THE SECRET GARDEN
Branding y comunicación.
EL CLIENTE
The Secret Garden es una floristería poco convencional que busca romper con la estética clásica y cursi del universo floral. No busca representar lo floral desde la delicadeza o lo ornamental, sino desde la idea de selección y custodia.
EL PROBLEMA
El reto consistía en construir una identidad de marca que se alejara por completo de los códigos tradicionales del sector (flores delicadas, tonos pastel, lazos y tipografías ornamentales) y diera paso a una narrativa visual más salvaje, misteriosa y con personalidad propia. La marca necesitaba transmitir carácter y atmósfera sin perder sofisticación.
LA SOLUCIÓN
Se construyó una identidad con una dirección heráldica contemporánea, alejándose por completo del imaginario floral tradicional.

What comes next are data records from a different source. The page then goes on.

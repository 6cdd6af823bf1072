//! A cadence of any flavor behind one type
//!
//! Stations hold a `CadenceTimer` so that an exchange line can switch from
//! dial tone to busy, or from the error sequence to a dead line, by
//! retargeting the timer it already has.

use rand::Rng;
use tele_core::Millis;

use crate::digits::DigitCadence;
use crate::event::{Cadence, CadenceEvent, CadenceState};
use crate::morse::MorseCadence;
use crate::stepped::{SteppedCadence, ToneStep};
use crate::two_tone::{TwoToneCadence, TwoToneProfile};

/// Any cadence flavor
#[derive(Debug, Clone)]
pub enum CadenceTimer {
    TwoTone(TwoToneCadence),
    Digits(DigitCadence),
    Morse(MorseCadence),
    Stepped(SteppedCadence),
}

impl CadenceTimer {
    /// Switch to a two-tone profile
    ///
    /// A two-tone timer is reconfigured in place; any other flavor is
    /// replaced. Either way the timer is left stopped.
    pub fn retarget_two_tone(&mut self, profile: TwoToneProfile) {
        match self {
            CadenceTimer::TwoTone(cadence) => {
                cadence.configure(profile);
                cadence.stop();
            }
            other => *other = CadenceTimer::TwoTone(TwoToneCadence::new(profile)),
        }
    }

    /// Switch to a stepped sequence, in place when already stepped
    ///
    /// The timer is left stopped.
    pub fn retarget_steps(&mut self, steps: &[ToneStep]) {
        match self {
            CadenceTimer::Stepped(cadence) => cadence.set_steps(steps),
            other => *other = CadenceTimer::Stepped(SteppedCadence::new(steps)),
        }
    }

    /// Audio tone dictated by the cadence itself, for stepped sequences
    pub fn current_tone(&self) -> Option<f64> {
        match self {
            CadenceTimer::Stepped(cadence) => cadence.current_tone(),
            _ => None,
        }
    }

    /// Digit under the cursor, for dialing sequences
    pub fn current_digit(&self) -> Option<char> {
        match self {
            CadenceTimer::Digits(cadence) => cadence.current_digit(),
            _ => None,
        }
    }
}

macro_rules! dispatch {
    ($timer:expr, $c:ident => $body:expr) => {
        match $timer {
            CadenceTimer::TwoTone($c) => $body,
            CadenceTimer::Digits($c) => $body,
            CadenceTimer::Morse($c) => $body,
            CadenceTimer::Stepped($c) => $body,
        }
    };
}

impl Cadence for CadenceTimer {
    fn start(&mut self, repeat: bool) {
        dispatch!(self, c => c.start(repeat))
    }

    fn stop(&mut self) {
        dispatch!(self, c => c.stop())
    }

    fn step<R: Rng>(&mut self, now: Millis, rng: &mut R) -> CadenceEvent {
        dispatch!(self, c => c.step(now, rng))
    }

    fn state(&self) -> CadenceState {
        dispatch!(self, c => c.state())
    }

    fn is_active(&self) -> bool {
        dispatch!(self, c => c.is_active())
    }

    fn is_transmitting(&self) -> bool {
        dispatch!(self, c => c.is_transmitting())
    }

    fn cycles(&self) -> u32 {
        dispatch!(self, c => c.cycles())
    }

    fn next_event(&self) -> Option<Millis> {
        dispatch!(self, c => c.next_event())
    }
}

impl From<TwoToneCadence> for CadenceTimer {
    fn from(c: TwoToneCadence) -> Self {
        CadenceTimer::TwoTone(c)
    }
}

impl From<DigitCadence> for CadenceTimer {
    fn from(c: DigitCadence) -> Self {
        CadenceTimer::Digits(c)
    }
}

impl From<MorseCadence> for CadenceTimer {
    fn from(c: MorseCadence) -> Self {
        CadenceTimer::Morse(c)
    }
}

impl From<SteppedCadence> for CadenceTimer {
    fn from(c: SteppedCadence) -> Self {
        CadenceTimer::Stepped(c)
    }
}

En lugar de representar la naturaleza de forma literal, la marca la codifica a través del símbolo. El mono portador de la llave se convierte en emblema central, una figura que actúa como guardián del secreto y narrador silencioso de la marca. El sistema visual se apoya en una tipografía con carácter, una paleta profunda y contrastada y un lenguaje gráfico con carácter.
La identidad posiciona a The Secret Garden como una floristería con carácter, que no solo vende plantas, sino que invita a habitar una experiencia sensorial distinta. La marca destaca en un mercado saturado de códigos dulces y minimalistas, generando una conexión inmediata con un público que busca lo inesperado, lo emocional y lo narrativo.